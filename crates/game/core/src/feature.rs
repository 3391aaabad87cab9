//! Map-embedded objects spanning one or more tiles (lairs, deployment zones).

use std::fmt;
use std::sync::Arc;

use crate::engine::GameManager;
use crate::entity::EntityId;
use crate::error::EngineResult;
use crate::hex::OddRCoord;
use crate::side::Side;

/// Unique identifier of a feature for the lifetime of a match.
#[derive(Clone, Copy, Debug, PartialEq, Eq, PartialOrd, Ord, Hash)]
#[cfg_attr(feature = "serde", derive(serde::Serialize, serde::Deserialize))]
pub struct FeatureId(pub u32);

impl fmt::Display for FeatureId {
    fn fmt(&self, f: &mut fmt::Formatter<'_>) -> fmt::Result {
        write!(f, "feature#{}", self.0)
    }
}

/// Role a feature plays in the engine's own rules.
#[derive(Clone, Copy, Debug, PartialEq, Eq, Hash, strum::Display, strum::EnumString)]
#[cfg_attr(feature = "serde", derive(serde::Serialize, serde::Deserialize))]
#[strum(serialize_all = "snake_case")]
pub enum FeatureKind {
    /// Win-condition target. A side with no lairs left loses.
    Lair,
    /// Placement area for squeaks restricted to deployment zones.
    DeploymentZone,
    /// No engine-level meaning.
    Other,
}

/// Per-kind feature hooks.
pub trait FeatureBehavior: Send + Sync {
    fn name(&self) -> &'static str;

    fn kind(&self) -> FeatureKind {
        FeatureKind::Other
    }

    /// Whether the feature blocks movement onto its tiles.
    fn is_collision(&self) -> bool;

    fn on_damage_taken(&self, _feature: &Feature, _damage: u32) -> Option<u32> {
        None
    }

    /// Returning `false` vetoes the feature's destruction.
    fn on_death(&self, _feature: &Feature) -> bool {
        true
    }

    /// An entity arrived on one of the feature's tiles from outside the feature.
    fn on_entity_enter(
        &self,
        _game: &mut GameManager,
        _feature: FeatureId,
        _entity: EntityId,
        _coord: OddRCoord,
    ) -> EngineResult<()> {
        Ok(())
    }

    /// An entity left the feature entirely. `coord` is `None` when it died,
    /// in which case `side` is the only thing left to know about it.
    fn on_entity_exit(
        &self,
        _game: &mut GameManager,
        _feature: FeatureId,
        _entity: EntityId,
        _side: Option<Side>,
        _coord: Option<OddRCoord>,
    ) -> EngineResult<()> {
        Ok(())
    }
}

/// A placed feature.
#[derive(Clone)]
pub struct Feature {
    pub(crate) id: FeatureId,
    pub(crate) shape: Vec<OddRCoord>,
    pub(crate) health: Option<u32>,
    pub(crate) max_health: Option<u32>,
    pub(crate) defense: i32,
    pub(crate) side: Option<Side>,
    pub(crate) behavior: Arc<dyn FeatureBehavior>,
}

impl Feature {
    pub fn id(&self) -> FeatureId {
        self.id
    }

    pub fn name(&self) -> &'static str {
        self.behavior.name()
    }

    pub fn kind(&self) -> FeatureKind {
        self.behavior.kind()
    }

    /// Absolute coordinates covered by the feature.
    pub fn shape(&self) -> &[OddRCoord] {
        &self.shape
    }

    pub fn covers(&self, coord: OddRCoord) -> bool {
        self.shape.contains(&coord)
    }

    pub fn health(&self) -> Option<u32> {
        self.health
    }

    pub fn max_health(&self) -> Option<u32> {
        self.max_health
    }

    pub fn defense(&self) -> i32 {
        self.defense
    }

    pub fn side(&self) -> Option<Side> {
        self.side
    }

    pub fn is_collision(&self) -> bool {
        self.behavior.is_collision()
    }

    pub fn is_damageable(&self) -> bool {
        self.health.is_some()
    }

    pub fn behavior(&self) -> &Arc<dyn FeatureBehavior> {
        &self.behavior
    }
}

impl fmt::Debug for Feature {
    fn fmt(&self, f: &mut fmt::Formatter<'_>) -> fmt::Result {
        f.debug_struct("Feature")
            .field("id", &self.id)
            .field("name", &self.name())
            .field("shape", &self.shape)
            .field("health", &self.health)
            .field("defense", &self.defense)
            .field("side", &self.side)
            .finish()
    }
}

- [Problem description]:
Each line of the data that holds the word "defense" should be copied.

- [Response to this task]:
    pub(crate) defense: i32,
    pub fn defense(&self) -> i32 {
        self.defense
            .field("defense", &self.defense)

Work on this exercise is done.